From 3f4d46d7b466533ca3c2a6843ae274f8c3cc74d0 Mon Sep 17 00:00:00 2001
From: YeonGyu-Kim <code.yeon.gyu@gmail.com>
Date: Wed, 22 Apr 2026 17:23:43 +0900
Subject: [PATCH] =?UTF-8?q?fix:=20#161=20=E2=80=94=20wall-clock=20timeout?=
 =?UTF-8?q?=20for=20run=5Fturn=5Floop;=20stalled=20turns=20now=20abort=20w?=
 =?UTF-8?q?ith=20stop=5Freason=3D'timeout'?=
MIME-Version: 1.0
Content-Type: text/plain; charset=UTF-8
Content-Transfer-Encoding: 8bit

Previously, run_turn_loop was bounded only by max_turns (turn count). If
engine.submit_message stalled — slow provider, hung network, infinite
stream — the loop blocked indefinitely with no cancellation path. Claws
calling run_turn_loop in CI or orchestration had no reliable way to
enforce a deadline; the loop would hang until OS kill or human intervention.

Fix:
- Add timeout_seconds parameter to run_turn_loop (default None = legacy unbounded).
- When set, each submit_message call runs inside a ThreadPoolExecutor and is
  bounded by the remaining wall-clock budget (total across all turns, not per-turn).
- On timeout, synthesize a TurnResult with stop_reason='timeout' carrying the
  turn's prompt and routed matches so transcripts preserve orchestration context.
- Exhausted/negative budget short-circuits before calling submit_message.
- Legacy path (timeout_seconds=None) bypasses the executor entirely — zero
  overhead for callers that don't opt in.

CLI:
- Added --timeout-seconds flag to 'turn-loop' command.
- Exit code 2 when the loop terminated on timeout (vs 0 for completed),
  so shell scripts can distinguish 'done' from 'budget exhausted'.

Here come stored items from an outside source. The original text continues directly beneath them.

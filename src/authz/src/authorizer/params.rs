//! Authorization call parameters

use crate::entity::Attributes;
use crate::gid::Gid;

/// One authorization call
#[derive(Debug, Clone)]
pub struct AuthorizeParams {
    /// Acting identity
    pub principal: Gid,

    /// Target entity
    pub resource: Gid,

    /// `service:resource:operation`
    pub action: String,

    /// Current root session, if the call is session-authenticated
    pub session: Option<Gid>,

    /// Attributes only the caller can cheaply compute; they override the
    /// resource's own attributes on collision
    pub resource_attributes: Attributes,
}

impl AuthorizeParams {
    pub fn new(principal: Gid, resource: Gid, action: impl Into<String>) -> Self {
        Self {
            principal,
            resource,
            action: action.into(),
            session: None,
            resource_attributes: Attributes::new(),
        }
    }

    /// Set the current root session
    pub fn with_session(mut self, session: Gid) -> Self {
        self.session = Some(session);
        self
    }

    /// Add a caller-supplied resource attribute
    pub fn with_resource_attribute(
        mut self,
        key: impl Into<String>,
        value: impl Into<String>,
    ) -> Self {
        self.resource_attributes.insert(key.into(), value.into());
        self
    }
}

Tests (tests/test_run_turn_loop_timeout.py, 6 tests):
- Legacy unbounded path unchanged (timeout_seconds=None never emits 'timeout')
- Hung submit_message aborted within budget (0.3s budget, 5s mock hang → exit <1.5s)
- Budget is cumulative across turns (0.6s budget, 0.4s per turn, not per-turn)
- timeout_seconds=0 short-circuits first turn without calling submit_message
- Negative timeout treated as exhausted (guard against caller bugs)
- Timeout TurnResult carries correct prompt, matches, UsageSummary shape

Full suite: 49/49 passing, zero regression.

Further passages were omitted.